Every time someone says, “Keep calm and carry on,” I pretty much want to scream.
When I asked my daughter why she seemed frustrated, she replied, “You told me to ask Dad if I could have a late night, but all he said was, ‘Go ask Mom.'” (I love it when we pull this on the kids!)
The Browns’, Hansens’ and Sells’ kids—basically all the Sassies’ kids—are the most adorable things ever!
Always place semicolons and colons outside the closing quotation mark, be it a single or double quotation mark.
The sign read “Please don’t wake the sleeping mommy”; as usual, no one paid it any mind.
In the spirit of X96, here’s a a few items from my list of “things that must go”:
- Utah “roadblocks” (i.e., two cars driving the same speed so you can’t get around either one)
- Sade (sorry, honey)
- Words like “awesomesauce,” “shizzle” and “no” (I hear that last one far too often)
- Calories in desserts
A question mark or exclamation point goes inside the closing quotation marks when it applies to what you’re quoting BUT it goes outside when it applies to the full sentence.
The most oft-asked question on our drive to California and back was, “How much longer until we get there?”
After the first few times, my reply was simply, “Seriously?!?!” I followed that by giving the child in question “the look” via my rear-view mirror.
If you’re going to say something every 20 minutes, how about saying, “I love you, Mom”?
Note: If your sentence ends with a quotation and both the sentence and the quotation have the same punctuation mark, use just one (the one that appears first).
Do you think my kids know I’m also asking myself (ever so quietly), “Are we there YET?” (I’m also asking myself, “What did I do before portable DVD players?” And, “How would I survive this without Diet Coke?”)
The same guidelines above apply to a single quotation mark.
What did Madison mean when she said, “I think I’m going to put a sign on my door that reads ‘I must have been adopted'”?
I absolutely LOVE it when Nathan asks me silly questions like, “Do you really expect me to believe a pair of Badgley Mischka stilettos is a ‘need’ and not a ‘want’?”
I’m afraid your eyes might be glazing over, so I’m not going to dive into the rules for quotation marks with dashes or parentheses, or the details of punctuating stand-alone sentences. I don’t know about you, but I don’t use dashes and parentheses next to quotation marks as often as periods, commas, question marks and exclamation points. But if you’d like to know any of the guidelines I haven’t covered, ask away in the comments and I’ll do my best to answer them!

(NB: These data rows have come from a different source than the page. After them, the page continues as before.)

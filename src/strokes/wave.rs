use std::f64::consts::TAU;

use crate::foundation::core::{Point, Size};
use crate::foundation::math::{Rng64, map_range};
use crate::render::primitive::Primitive;
use crate::render::surface::Paint;
use crate::strokes::{StrokeInput, StrokeLayout};

const SUB_SEGMENTS: usize = 100;
const LINE_HEIGHT: f64 = 1.0;
const STROKE_WIDTH: f64 = LINE_HEIGHT * 2.0;
const GRADIENT_SPREAD: f64 = 10.0;
const PAINTERLY_SPREAD: f64 = 10.0;
/// Fray multiplier on edges where the text continues.
const CONTINUING_FRAY: f64 = 0.1;

struct Row {
    points: Vec<Point>,
    paint: Paint,
}

/// Band measurements shared by sizing and geometry.
struct Band {
    padding: f64,
    height: f64,
    line_count: usize,
    amplitude: f64,
    v_pad: f64,
    span: f64,
}

impl Band {
    fn measure(input: &StrokeInput<'_>) -> Self {
        let cfg = input.config;
        let (w, h) = (input.width(), input.height());
        let padding = cfg.padding * h;
        let height = cfg.effective_height(h).max(0.0);
        let amplitude = cfg.amplitude * h / 10.0;
        Self {
            padding,
            height,
            line_count: (height / LINE_HEIGHT).ceil() as usize,
            amplitude,
            v_pad: (amplitude * (1.0 + cfg.highlight.jitter) + STROKE_WIDTH).max(0.2 * h),
            span: (w + 2.0 * padding).max(0.0),
        }
    }
}

/// One row per pixel of the band, each cut into `SUB_SEGMENTS` lines.
pub(crate) fn layout(input: &StrokeInput<'_>) -> StrokeLayout {
    let band = Band::measure(input);
    StrokeLayout {
        canvas: Size::new(band.span + STROKE_WIDTH, band.height + 2.0 * band.v_pad),
        vertical_offset: band.v_pad - (input.height() - band.height) / 2.0,
        horizontal_padding: band.padding + STROKE_WIDTH / 2.0,
        primitive_count: band.line_count.saturating_mul(SUB_SEGMENTS),
    }
}

/// Marker-pen highlight: one wavy line per pixel row of the highlighted band.
pub(crate) fn primitives(input: &StrokeInput<'_>, rng: &mut Rng64) -> Vec<Primitive> {
    let cfg = input.config;
    let h = input.height();
    let Band {
        line_count,
        amplitude,
        v_pad,
        span,
        ..
    } = Band::measure(input);

    let fray = 4.0 * cfg.highlight.rough_ends;
    let wavelength = cfg.wavelength * h;
    let jitter = cfg.highlight.jitter;
    let margin = STROKE_WIDTH / 2.0;

    let before = if input.segment.continues_before {
        CONTINUING_FRAY
    } else {
        1.0
    };
    let after = if input.segment.continues_after {
        CONTINUING_FRAY
    } else {
        1.0
    };

    let rows: Vec<Row> = (0..line_count)
        .map(|line| {
            let painterly = rng.next_f64_01() * PAINTERLY_SPREAD;
            let amp = amplitude * (1.0 + jitter * 2.0 * rng.centered());
            let start_x = margin + fray * before * rng.next_f64_01();
            let end_x = margin + span - fray * after * rng.next_f64_01();
            let y = v_pad + line as f64 * LINE_HEIGHT + LINE_HEIGHT / 2.0;

            let points = (0..=SUB_SEGMENTS)
                .map(|i| {
                    let x = start_x + (end_x - start_x) * i as f64 / SUB_SEGMENTS as f64;
                    let phase = if wavelength > 0.0 {
                        (x - start_x) / wavelength
                    } else {
                        0.0
                    };
                    Point::new(x, y + (phase * TAU).sin() * amp)
                })
                .collect();

            let v = map_range(line as f64, 0.0, line_count as f64, 0.0, GRADIENT_SPREAD) + painterly;
            let paint = Paint::LinearGradient {
                start: Point::new(margin, y),
                end: Point::new(margin + span, y),
                from: input.color.lighten(v),
                to: input.color.darken(v),
            };
            Row { points, paint }
        })
        .collect();

    // Column-major so every row advances left to right together.
    let mut primitives = Vec::with_capacity(rows.len() * SUB_SEGMENTS);
    for i in 0..SUB_SEGMENTS {
        for row in &rows {
            primitives.push(Primitive::Line {
                from: row.points[i],
                to: row.points[i + 1],
                width: STROKE_WIDTH,
                paint: row.paint,
            });
        }
    }

    primitives
}

#[cfg(test)]
#[path = "../../tests/unit/strokes/wave.rs"]
mod tests;
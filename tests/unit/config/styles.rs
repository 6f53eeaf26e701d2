use super::*;
use serde_json::json;

fn fragment(v: serde_json::Value) -> OptionMap {
    v.as_object().cloned().unwrap_or_default()
}

#[test]
fn define_then_get_returns_snapshot() {
    let reg = StyleRegistry::new();
    reg.define("loud", fragment(json!({"amplitude": 2})));
    let got = reg.get("loud").unwrap();
    assert_eq!(got["amplitude"], json!(2));
    assert!(reg.get("quiet").is_none());
}

#[test]
fn redefinition_overwrites() {
    let reg = StyleRegistry::new();
    reg.define("s", fragment(json!({"delay": 1})));
    reg.define("s", fragment(json!({"delay": 2})));
    assert_eq!(reg.get("s").unwrap()["delay"], json!(2));
    assert_eq!(reg.names(), vec!["s".to_owned()]);
}

#[test]
fn names_are_sorted() {
    let reg = StyleRegistry::new();
    reg.define("b", OptionMap::new());
    reg.define("a", OptionMap::new());
    assert_eq!(reg.names(), vec!["a".to_owned(), "b".to_owned()]);
}

#[test]
fn global_is_shared() {
    let a = StyleRegistry::global();
    let b = StyleRegistry::global();
    assert!(Arc::ptr_eq(&a, &b));
}
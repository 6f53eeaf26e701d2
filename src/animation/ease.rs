/// Easing curves applied to normalized animation progress.
///
/// Names and control points follow the CSS `transition-timing-function` keywords.
#[derive(Clone, Copy, Debug, Default, PartialEq, Eq, serde::Serialize, serde::Deserialize)]
#[serde(rename_all = "kebab-case")]
pub enum Easing {
    /// `cubic-bezier(0.25, 0.1, 0.25, 1)`.
    #[default]
    Ease,
    /// Identity.
    Linear,
    /// `cubic-bezier(0.42, 0, 1, 1)`.
    EaseIn,
    /// `cubic-bezier(0, 0, 0.58, 1)`.
    EaseOut,
    /// `cubic-bezier(0.42, 0, 0.58, 1)`.
    EaseInOut,
}

impl Easing {
    /// Option values accepted by the `easing` option, in declaration order.
    pub const NAMES: &'static [&'static str] =
        &["ease", "linear", "ease-in", "ease-out", "ease-in-out"];

    /// Look up an easing by its option name.
    pub fn from_name(name: &str) -> Option<Self> {
        match name {
            "ease" => Some(Self::Ease),
            "linear" => Some(Self::Linear),
            "ease-in" => Some(Self::EaseIn),
            "ease-out" => Some(Self::EaseOut),
            "ease-in-out" => Some(Self::EaseInOut),
            _ => None,
        }
    }

    /// Apply this easing to normalized progress `t` in `[0, 1]`.
    ///
    /// Endpoints are exact and the mapping is monotonically non-decreasing.
    pub fn apply(self, t: f64) -> f64 {
        if t.is_nan() || t <= 0.0 {
            return 0.0;
        }
        if t >= 1.0 {
            return 1.0;
        }
        match self {
            Self::Linear => t,
            Self::Ease => cubic_bezier(0.25, 0.1, 0.25, 1.0, t),
            Self::EaseIn => cubic_bezier(0.42, 0.0, 1.0, 1.0, t),
            Self::EaseOut => cubic_bezier(0.0, 0.0, 0.58, 1.0, t),
            Self::EaseInOut => cubic_bezier(0.42, 0.0, 0.58, 1.0, t),
        }
    }
}

fn bezier_axis(p1: f64, p2: f64, s: f64) -> f64 {
    // B(s) with P0 = 0, P3 = 1.
    let u = 1.0 - s;
    3.0 * u * u * s * p1 + 3.0 * u * s * s * p2 + s * s * s
}

fn bezier_axis_slope(p1: f64, p2: f64, s: f64) -> f64 {
    let u = 1.0 - s;
    3.0 * u * u * p1 + 6.0 * u * s * (p2 - p1) + 3.0 * s * s * (1.0 - p2)
}

/// Solve `x(s) = x` for the curve parameter, then return `y(s)`.
fn cubic_bezier(x1: f64, y1: f64, x2: f64, y2: f64, x: f64) -> f64 {
    // Newton first; x(s) is monotone for x1, x2 in [0, 1] so bisection always converges.
    let mut s = x;
    for _ in 0..8 {
        let err = bezier_axis(x1, x2, s) - x;
        if err.abs() < 1e-9 {
            return bezier_axis(y1, y2, s);
        }
        let d = bezier_axis_slope(x1, x2, s);
        if d.abs() < 1e-6 {
            break;
        }
        s = (s - err / d).clamp(0.0, 1.0);
    }

    let (mut lo, mut hi) = (0.0, 1.0);
    s = x;
    for _ in 0..64 {
        let v = bezier_axis(x1, x2, s);
        if (v - x).abs() < 1e-9 {
            break;
        }
        if v < x {
            lo = s;
        } else {
            hi = s;
        }
        s = 0.5 * (lo + hi);
    }
    bezier_axis(y1, y2, s).clamp(0.0, 1.0)
}

#[cfg(test)]
#[path = "../../tests/unit/animation/ease.rs"]
mod tests;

Of course, if you say something like, “I find these grammar posts completely boring and a huge waste of time,” I will probably hide in my closet and cry for a good two or three hours. On the other hand, you’re more than welcome to write, “I totally love these posts (love them!)!” To that I will run around my office doing the happy dance while shouting, “They like me! They really, really like me!”
P.S. As far as curly (used in this post), slanted or straight quotation marks, the style will depend on your chosen font. Just remember with curly or slanted quotation marks, the opening mark differs from the closing mark. Make sure you use the correct one! (Curly quotes look like small 6s and 9s; use the 6s for opening and the 9s for closing. For slanted, both marks should slant toward the quoted material. Straight quotation marks are a no-brainer!)